Alex Thomson Recovers from Emergency Appendectomy
The Barcelona World Race was thrown for a bit of a loop this week when one of the top contenders, skipper Alex Thomson on Hugo Boss, was carted off to the hospital for emergency appendectomy just two days before the Friday start of the nonstop, doublehanded round-the world slog.
If that sounds like case closed, think again, old cock. Before the sun set on the Barcelona mole, folks were hinting he might make it back from the minimally invasive, “keyhole surgery” and be on board on Friday. “Nothing is impossible,” said one of his handlers.
That outlook was overly optimistic, but at the last hour an unprecedented compromise was reached Thursday evening to allow a stand-in, Dutchman Wouter Verbraak, to take his place for the first week or more while Thomson recuperates at home, then flies to Africa or some other propitious place to slide back in Verbraak’s stead with no penalty assessed.

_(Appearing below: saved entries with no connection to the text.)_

//! Readiness probe backed by a real database round trip.

use crate::state::AppState;
use axum::{
    extract::State,
    response::{IntoResponse, Response},
};
use axum_helpers::server::{HealthCheckFuture, run_health_checks};

/// `/ready`: 200 once PostgreSQL answers `SELECT 1`, 503 otherwise.
pub async fn ready_handler(State(state): State<AppState>) -> Response {
    let checks: Vec<(&str, HealthCheckFuture<'_>)> = vec![(
        "database",
        Box::pin(async {
            database::postgres::check_health(&state.db)
                .await
                .map_err(|e| format!("Database ping failed: {}", e))
        }),
    )];

    match run_health_checks(checks).await {
        Ok((status, json)) => (status, json).into_response(),
        Err((status, json)) => (status, json).into_response(),
    }
}
//! Wire format for timestamps: `yyyy-MM-dd HH:mm:ss`, interpreted as UTC.
//!
//! ```ignore
//! #[derive(Serialize, Deserialize)]
//! struct Draft {
//!     #[serde(with = "axum_helpers::datetime::format")]
//!     event_date: DateTime<Utc>,
//!     #[serde(default, with = "axum_helpers::datetime::option")]
//!     published_on: Option<DateTime<Utc>>,
//! }
//! ```

use chrono::{DateTime, NaiveDateTime, Utc};

pub const PATTERN: &str = "%Y-%m-%d %H:%M:%S";

pub fn parse(value: &str) -> Result<DateTime<Utc>, chrono::ParseError> {
    NaiveDateTime::parse_from_str(value.trim(), PATTERN).map(|naive| naive.and_utc())
}

pub fn to_string(value: &DateTime<Utc>) -> String {
    value.format(PATTERN).to_string()
}

pub mod format {
    use chrono::{DateTime, Utc};
    use serde::{Deserialize, Deserializer, Serializer, de::Error};

    pub fn serialize<S: Serializer>(value: &DateTime<Utc>, serializer: S) -> Result<S::Ok, S::Error> {
        serializer.serialize_str(&super::to_string(value))
    }

    pub fn deserialize<'de, D: Deserializer<'de>>(deserializer: D) -> Result<DateTime<Utc>, D::Error> {
        let raw = String::deserialize(deserializer)?;
        super::parse(&raw).map_err(|e| D::Error::custom(format!("invalid date '{raw}': {e}")))
    }
}

pub mod option {
    use chrono::{DateTime, Utc};
    use serde::{Deserialize, Deserializer, Serializer, de::Error};

    pub fn serialize<S: Serializer>(
        value: &Option<DateTime<Utc>>,
        serializer: S,
    ) -> Result<S::Ok, S::Error> {
        match value {
            Some(value) => serializer.serialize_str(&super::to_string(value)),
            None => serializer.serialize_none(),
        }
    }

    pub fn deserialize<'de, D: Deserializer<'de>>(
        deserializer: D,
    ) -> Result<Option<DateTime<Utc>>, D::Error> {
        match Option::<String>::deserialize(deserializer)? {
            Some(raw) if !raw.trim().is_empty() => super::parse(&raw)
                .map(Some)
                .map_err(|e| D::Error::custom(format!("invalid date '{raw}': {e}"))),
            _ => Ok(None),
        }
    }
}

#[cfg(test)]
mod tests {
    use super::*;
    use chrono::{Datelike, Timelike};
    use serde::{Deserialize, Serialize};

    #[derive(Serialize, Deserialize)]
    struct Stamped {
        #[serde(with = "format")]
        at: DateTime<Utc>,
        #[serde(default, with = "option")]
        maybe: Option<DateTime<Utc>>,
    }

    #[test]
    fn test_parse_wire_format() {
        let parsed = parse("2024-12-31 15:10:05").unwrap();
        assert_eq!((parsed.year(), parsed.month(), parsed.day()), (2024, 12, 31));
        assert_eq!((parsed.hour(), parsed.minute(), parsed.second()), (15, 10, 5));
    }

    #[test]
    fn test_rejects_iso_format() {
        assert!(parse("2024-12-31T15:10:05Z").is_err());
    }

    #[test]
    fn test_serde_with_missing_optional() {
        let stamped: Stamped = serde_json::from_str(r#"{"at":"2030-01-01 00:00:00"}"#).unwrap();
        assert!(stamped.maybe.is_none());
        let json = serde_json::to_value(&stamped).unwrap();
        assert_eq!(json["at"], "2030-01-01 00:00:00");
        assert!(json["maybe"].is_null());
    }
}
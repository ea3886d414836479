//! PostgreSQL connection, migrations and health probing.

mod config;
mod connector;
mod health;

pub use config::PostgresConfig;
pub use connector::{connect_from_config, connect_from_config_with_retry, run_migrations};
pub use health::check_health;

pub use sea_orm::{ConnectOptions, DatabaseConnection, DbErr};
pub use sea_orm_migration::MigratorTrait;
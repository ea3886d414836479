use sea_orm_migration::{prelude::*, schema::*};

use crate::m20250301_000000_create_users_and_categories::Users;
use crate::m20250301_000001_create_events::Events;

#[derive(DeriveMigrationName)]
pub struct Migration;

#[async_trait::async_trait]
impl MigrationTrait for Migration {
    async fn up(&self, manager: &SchemaManager) -> Result<(), DbErr> {
        manager
            .create_table(
                Table::create()
                    .table(ParticipationRequests::Table)
                    .if_not_exists()
                    .col(
                        ColumnDef::new(ParticipationRequests::Id)
                            .big_integer()
                            .not_null()
                            .auto_increment()
                            .primary_key(),
                    )
                    .col(big_integer(ParticipationRequests::RequesterId))
                    .col(big_integer(ParticipationRequests::EventId))
                    .col(
                        timestamp_with_time_zone(ParticipationRequests::Created)
                            .default(Expr::current_timestamp()),
                    )
                    .col(string_len(ParticipationRequests::Status, 20))
                    .foreign_key(
                        ForeignKey::create()
                            .name("fk_requests_requester_id")
                            .from(ParticipationRequests::Table, ParticipationRequests::RequesterId)
                            .to(Users::Table, Users::Id)
                            .on_delete(ForeignKeyAction::Cascade),
                    )
                    .foreign_key(
                        ForeignKey::create()
                            .name("fk_requests_event_id")
                            .from(ParticipationRequests::Table, ParticipationRequests::EventId)
                            .to(Events::Table, Events::Id)
                            .on_delete(ForeignKeyAction::Cascade),
                    )
                    .to_owned(),
            )
            .await?;

        manager
            .create_index(
                Index::create()
                    .name("idx_requests_event_status")
                    .table(ParticipationRequests::Table)
                    .col(ParticipationRequests::EventId)
                    .col(ParticipationRequests::Status)
                    .to_owned(),
            )
            .await?;

        // One live request per requester and event
        manager
            .get_connection()
            .execute_unprepared(
                r#"
                CREATE UNIQUE INDEX IF NOT EXISTS uq_requests_requester_event_live
                    ON participation_requests (requester_id, event_id)
                    WHERE status <> 'CANCELED'
                "#,
            )
            .await?;

        Ok(())
    }

    async fn down(&self, manager: &SchemaManager) -> Result<(), DbErr> {
        manager
            .drop_table(Table::drop().table(ParticipationRequests::Table).to_owned())
            .await
    }
}

#[derive(DeriveIden)]
enum ParticipationRequests {
    Table,
    Id,
    RequesterId,
    EventId,
    Created,
    Status,
}
use std::sync::Arc;
use validator::Validate;

use crate::error::{StatsError, StatsResult};
use crate::models::{EndpointHit, StatsQuery, ViewStats};
use crate::repository::HitRepository;

/// Service layer for hit recording and aggregation
#[derive(Clone)]
pub struct StatsService<R: HitRepository> {
    repository: Arc<R>,
}

impl<R: HitRepository> StatsService<R> {
    pub fn new(repository: R) -> Self {
        Self {
            repository: Arc::new(repository),
        }
    }

    pub async fn record_hit(&self, hit: EndpointHit) -> StatsResult<EndpointHit> {
        hit.validate()
            .map_err(|e| StatsError::Validation(e.to_string()))?;
        if let Some(field) = hit.has_blank_field() {
            return Err(StatsError::Validation(format!("{field}: must not be blank")));
        }

        let saved = self.repository.save(EndpointHit { id: None, ..hit }).await?;
        tracing::debug!(hit_id = ?saved.id, app = %saved.app, uri = %saved.uri, "Recorded hit");
        Ok(saved)
    }

    pub async fn get_stats(&self, query: StatsQuery) -> StatsResult<Vec<ViewStats>> {
        if query.start > query.end {
            return Err(StatsError::BadRequest(
                "Start must not be after end".to_string(),
            ));
        }

        self.repository
            .aggregate(query.start, query.end, &query.uris, query.unique)
            .await
    }
}

#[cfg(test)]
mod tests {
    use super::*;
    use crate::repository::{InMemoryHitRepository, MockHitRepository};
    use chrono::{Duration, Utc};

    fn query(unique: bool, uris: &[&str]) -> StatsQuery {
        let now = Utc::now();
        StatsQuery {
            start: now - Duration::days(1),
            end: now + Duration::days(1),
            uris: uris.iter().map(|u| u.to_string()).collect(),
            unique,
        }
    }

    #[tokio::test]
    async fn test_record_then_aggregate() {
        let service = StatsService::new(InMemoryHitRepository::new());
        for ip in ["10.0.0.1", "10.0.0.1", "10.0.0.2"] {
            service
                .record_hit(EndpointHit::new("ewm", "/events/5", ip, Utc::now()))
                .await
                .unwrap();
        }

        let all = service.get_stats(query(false, &[])).await.unwrap();
        assert_eq!(all[0].hits, 3);

        let unique = service.get_stats(query(true, &["/events/5"])).await.unwrap();
        assert_eq!(unique[0].hits, 2);
    }

    #[tokio::test]
    async fn test_client_supplied_id_is_ignored() {
        let mut mock = MockHitRepository::new();
        mock.expect_save()
            .withf(|hit| hit.id.is_none())
            .returning(|hit| Ok(EndpointHit { id: Some(9), ..hit }));

        let service = StatsService::new(mock);
        let mut hit = EndpointHit::new("ewm", "/events", "10.0.0.1", Utc::now());
        hit.id = Some(100);
        assert_eq!(service.record_hit(hit).await.unwrap().id, Some(9));
    }

    #[tokio::test]
    async fn test_blank_app_is_rejected() {
        let mut mock = MockHitRepository::new();
        mock.expect_save().never();

        let service = StatsService::new(mock);
        let hit = EndpointHit::new(" ", "/events", "10.0.0.1", Utc::now());
        assert!(matches!(
            service.record_hit(hit).await,
            Err(StatsError::Validation(_))
        ));
    }

    #[tokio::test]
    async fn test_start_after_end_is_bad_request() {
        let mut mock = MockHitRepository::new();
        mock.expect_aggregate().never();

        let service = StatsService::new(mock);
        let mut q = query(false, &[]);
        std::mem::swap(&mut q.start, &mut q.end);
        assert!(matches!(
            service.get_stats(q).await,
            Err(StatsError::BadRequest(_))
        ));
    }
}
use std::sync::Arc;
use std::sync::atomic::{AtomicBool, Ordering};
use tokio::signal;
use tokio::sync::broadcast;
use tracing::info;

/// Broadcasts a single shutdown notification to every subscriber.
#[derive(Clone)]
pub struct ShutdownCoordinator {
    tx: broadcast::Sender<()>,
    shutdown_initiated: Arc<AtomicBool>,
}

impl ShutdownCoordinator {
    pub fn new() -> (Self, broadcast::Receiver<()>) {
        let (tx, rx) = broadcast::channel(1);
        let coordinator = Self {
            tx,
            shutdown_initiated: Arc::new(AtomicBool::new(false)),
        };
        (coordinator, rx)
    }

    pub fn subscribe(&self) -> broadcast::Receiver<()> {
        self.tx.subscribe()
    }

    pub fn is_shutting_down(&self) -> bool {
        self.shutdown_initiated.load(Ordering::Relaxed)
    }

    /// Initiate shutdown and notify all subscribers. Later calls are no-ops.
    pub fn shutdown(&self) {
        if self
            .shutdown_initiated
            .compare_exchange(false, true, Ordering::SeqCst, Ordering::SeqCst)
            .is_ok()
        {
            info!("Initiating graceful shutdown");
            let _ = self.tx.send(());
        }
    }

    /// Resolves once [`shutdown`](Self::shutdown) has been called by anyone.
    pub async fn wait_for_shutdown(&self) {
        let mut rx = self.subscribe();
        if self.is_shutting_down() {
            return;
        }
        let _ = rx.recv().await;
    }

    /// Waits for SIGINT or SIGTERM, then triggers [`shutdown`](Self::shutdown).
    pub async fn wait_for_signal(&self) {
        shutdown_signal().await;
        self.shutdown();
    }
}

impl Default for ShutdownCoordinator {
    fn default() -> Self {
        Self::new().0
    }
}

/// Resolves on Ctrl+C or SIGTERM.
///
/// If a handler cannot be installed the error is logged and that source is
/// ignored; the other one still works.
pub async fn shutdown_signal() {
    let ctrl_c = async {
        if let Err(e) = signal::ctrl_c().await {
            tracing::error!("Failed to install Ctrl+C handler: {}", e);
            std::future::pending::<()>().await;
        }
    };

    #[cfg(unix)]
    let terminate = async {
        match signal::unix::signal(signal::unix::SignalKind::terminate()) {
            Ok(mut sigterm) => {
                sigterm.recv().await;
            }
            Err(e) => {
                tracing::error!("Failed to install SIGTERM handler: {}", e);
                std::future::pending::<()>().await;
            }
        }
    };

    #[cfg(not(unix))]
    let terminate = std::future::pending::<()>();

    tokio::select! {
        _ = ctrl_c => {
            info!("Received Ctrl+C signal, shutting down gracefully");
        },
        _ = terminate => {
            info!("Received SIGTERM signal, shutting down gracefully");
        },
    }
}

/// Future for `with_graceful_shutdown`: waits for a signal and fans it out.
pub(crate) async fn coordinated_shutdown(coordinator: ShutdownCoordinator) {
    coordinator.wait_for_signal().await;
}

#[cfg(test)]
mod tests {
    use super::*;
    use std::time::Duration;

    #[tokio::test]
    async fn test_shutdown_notifies_waiters_once() {
        let (coordinator, mut rx) = ShutdownCoordinator::new();
        assert!(!coordinator.is_shutting_down());

        let waiter = coordinator.clone();
        let handle = tokio::spawn(async move { waiter.wait_for_shutdown().await });

        tokio::time::sleep(Duration::from_millis(10)).await;
        coordinator.shutdown();
        coordinator.shutdown();

        assert!(coordinator.is_shutting_down());
        assert!(rx.recv().await.is_ok());
        tokio::time::timeout(Duration::from_secs(1), handle)
            .await
            .unwrap()
            .unwrap();
    }

    #[tokio::test]
    async fn test_wait_after_shutdown_returns_immediately() {
        let coordinator = ShutdownCoordinator::default();
        coordinator.shutdown();
        tokio::time::timeout(Duration::from_millis(100), coordinator.wait_for_shutdown())
            .await
            .unwrap();
    }
}
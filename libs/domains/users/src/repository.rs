use async_trait::async_trait;
use std::collections::HashMap;
use std::sync::Arc;
use std::sync::atomic::{AtomicI64, Ordering};
use tokio::sync::RwLock;

use crate::error::{UserError, UserResult};
use crate::models::{NewUser, User};

/// Repository trait for User persistence
#[cfg_attr(test, mockall::automock)]
#[async_trait]
pub trait UserRepository: Send + Sync {
    async fn create(&self, input: NewUser) -> UserResult<User>;

    async fn get_by_id(&self, id: i64) -> UserResult<Option<User>>;

    /// Users among `ids`; unknown ids are skipped
    async fn find_by_ids(&self, ids: &[i64]) -> UserResult<Vec<User>>;

    /// Page of users ordered by id, restricted to `ids` when non-empty
    async fn list(&self, ids: &[i64], offset: u64, limit: u64) -> UserResult<Vec<User>>;

    async fn delete(&self, id: i64) -> UserResult<bool>;

    /// Case-insensitive email lookup
    async fn exists_by_email(&self, email: &str) -> UserResult<bool>;
}

/// In-memory implementation of UserRepository (for development/testing)
#[derive(Debug, Default, Clone)]
pub struct InMemoryUserRepository {
    users: Arc<RwLock<HashMap<i64, User>>>,
    next_id: Arc<AtomicI64>,
}

impl InMemoryUserRepository {
    pub fn new() -> Self {
        Self::default()
    }
}

#[async_trait]
impl UserRepository for InMemoryUserRepository {
    async fn create(&self, input: NewUser) -> UserResult<User> {
        let mut users = self.users.write().await;

        let email_taken = users
            .values()
            .any(|u| u.email.eq_ignore_ascii_case(&input.email));
        if email_taken {
            return Err(UserError::DuplicateEmail(input.email));
        }

        let user = User {
            id: self.next_id.fetch_add(1, Ordering::SeqCst) + 1,
            name: input.name,
            email: input.email,
        };
        users.insert(user.id, user.clone());

        tracing::info!(user_id = user.id, "Created user");
        Ok(user)
    }

    async fn get_by_id(&self, id: i64) -> UserResult<Option<User>> {
        let users = self.users.read().await;
        Ok(users.get(&id).cloned())
    }

    async fn find_by_ids(&self, ids: &[i64]) -> UserResult<Vec<User>> {
        let users = self.users.read().await;
        let mut found: Vec<User> = ids.iter().filter_map(|id| users.get(id).cloned()).collect();
        found.sort_by_key(|u| u.id);
        found.dedup_by_key(|u| u.id);
        Ok(found)
    }

    async fn list(&self, ids: &[i64], offset: u64, limit: u64) -> UserResult<Vec<User>> {
        let users = self.users.read().await;

        let mut result: Vec<User> = users
            .values()
            .filter(|u| ids.is_empty() || ids.contains(&u.id))
            .cloned()
            .collect();
        result.sort_by_key(|u| u.id);

        Ok(result
            .into_iter()
            .skip(offset as usize)
            .take(limit as usize)
            .collect())
    }

    async fn delete(&self, id: i64) -> UserResult<bool> {
        let mut users = self.users.write().await;
        let removed = users.remove(&id).is_some();
        if removed {
            tracing::info!(user_id = id, "Deleted user");
        }
        Ok(removed)
    }

    async fn exists_by_email(&self, email: &str) -> UserResult<bool> {
        let users = self.users.read().await;
        Ok(users.values().any(|u| u.email.eq_ignore_ascii_case(email)))
    }
}
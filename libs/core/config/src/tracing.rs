use crate::Environment;
use tracing::{debug, info};
use tracing_subscriber::{EnvFilter, prelude::*};

/// Install color-eyre for binaries. Safe to call more than once.
pub fn install_color_eyre() {
    let _ = color_eyre::config::HookBuilder::default()
        .display_location_section(true)
        .display_env_section(false)
        .install();
}

/// Initialize the global subscriber.
///
/// - **Production** (`APP_ENV=production`): flattened JSON lines, no targets.
/// - **Development**: pretty, human-readable output.
///
/// Both carry a `tracing_error::ErrorLayer` so `eyre` reports include span traces.
/// `RUST_LOG` overrides the default filter. Repeated calls are ignored, which keeps
/// tests that initialise tracing independently from panicking.
pub fn init_tracing(environment: &Environment) {
    let is_production = environment.is_production();

    let filter = EnvFilter::try_from_default_env().unwrap_or_else(|_| {
        if is_production {
            EnvFilter::new("info,sqlx=warn,sea_orm=warn,tower_http=info")
        } else {
            EnvFilter::new("debug,sqlx=info,hyper=info,h2=info")
        }
    });

    let result = if is_production {
        tracing_subscriber::registry()
            .with(
                tracing_subscriber::fmt::layer()
                    .json()
                    .with_target(false)
                    .flatten_event(true),
            )
            .with(tracing_error::ErrorLayer::default())
            .with(filter)
            .try_init()
    } else {
        tracing_subscriber::registry()
            .with(
                tracing_subscriber::fmt::layer()
                    .with_target(true)
                    .with_file(false)
                    .with_line_number(false)
                    .pretty(),
            )
            .with(tracing_error::ErrorLayer::default())
            .with(filter)
            .try_init()
    };

    match result {
        Ok(_) => info!(environment = ?environment, "Tracing initialized"),
        Err(_) => debug!("Tracing already initialized, skipping re-initialization"),
    }
}

#[cfg(test)]
mod tests {
    use super::*;

    #[test]
    fn test_init_tracing_multiple_calls() {
        init_tracing(&Environment::Development);
        init_tracing(&Environment::Production);
    }

    #[test]
    fn test_init_tracing_with_rust_log_env() {
        temp_env::with_var("RUST_LOG", Some("warn"), || {
            init_tracing(&Environment::Production);
        });
    }
}
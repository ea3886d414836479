//! Sea-ORM entities of the events domain. States are stored as their
//! SCREAMING_SNAKE_CASE names.

pub mod comment;
pub mod compilation;
pub mod compilation_event;
pub mod event;
pub mod request;

use std::str::FromStr;

use crate::error::{EventError, EventResult};

/// Parse a stored enum column; garbage in the table is a server fault.
pub(crate) fn parse_stored<T: FromStr>(column: &str, raw: &str) -> EventResult<T> {
    raw.parse::<T>()
        .map_err(|_| EventError::Internal(format!("Unexpected {} value in storage: {}", column, raw)))
}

It’s not in the rules and was not an accommodation easily reached. All 26 coskippers on the 13 other race boats convened Thursday morning to vote yea or nay. The vote was overwhelmingly yea. “It seemed like the right thing to do,” said Ryan Breymaier, the only American sailor in the field. “The skippers are the heart and soul of some of these programs. To make him sit out the whole way seemed unfair.”
Verbraak, navigator for the Russian entry in the last Volvo Ocean Race and an experienced offshore hand, joins New Zealander Andy Meiklejohn on Hugo Boss, the Juan Kouyoumdjian design that is the heaviest and most powerful boat in the fleet. Meantime, Thomson will likely head home to England to be around for the scheduled birth of his first child, due Jan. 4.

Courtesy AlexThomsonRacing.co.uk| |**Substitute skipper Wouter Verbraak **|
Sympathy contractions? The Boss camp said no, that Thomson, 36, had been suffering no symptoms at all before the early morning attack, but felt stomach pains and went to the doctor as a precaution. They added if symptoms had been delayed even by a few days, “the consequences could have been fatal.”
The BWR had already lost the Polish entry Fruit when the skippers showed, but the boat didn’t make it to the start. That dropped the fleet to 14; if Hugo Boss dropped out it would have been stuck on unlucky 13.
Otherwise it’s a fit and ready looking fleet, including two new boats in the hands of the pre-race favorites: Frenchmen Michael Desjoyeaux and Francois Gabart on the Verdier design Foncia and 2007 BWR winner Jean Pierre Dick and veteran Loick Peyron on Virbac-Paprec 3, another Verdier design.
The fleet also includes the female team of Briton Dee Caffari and Barcelona native Anna Corbella on Gaes Centros Auditivos, the male-female duo of Dominique Wavre (he’s the guy) and Michele Paret on Mirabaud and the lone American, Annapolis rigger Breymaier, teaming with German dinghy sailor Boris Herrmann on seven-year-old Neutrogena, Roland Jourdain’s old Vendee-Globe warhorse.
The weather is calm, the sun has been flirting at the edges of an overcast, winter sky and the fleet looks surprisingly well prepared for the 25,000-mile, nonstop bash south and around Antarctica and the world’s three great capes: Good Hope, Leeuwin and Horn. They’re looking at 80-plus days if all goes according to plan, which, as the folks at Hugo Boss know, rarely happens in sailing.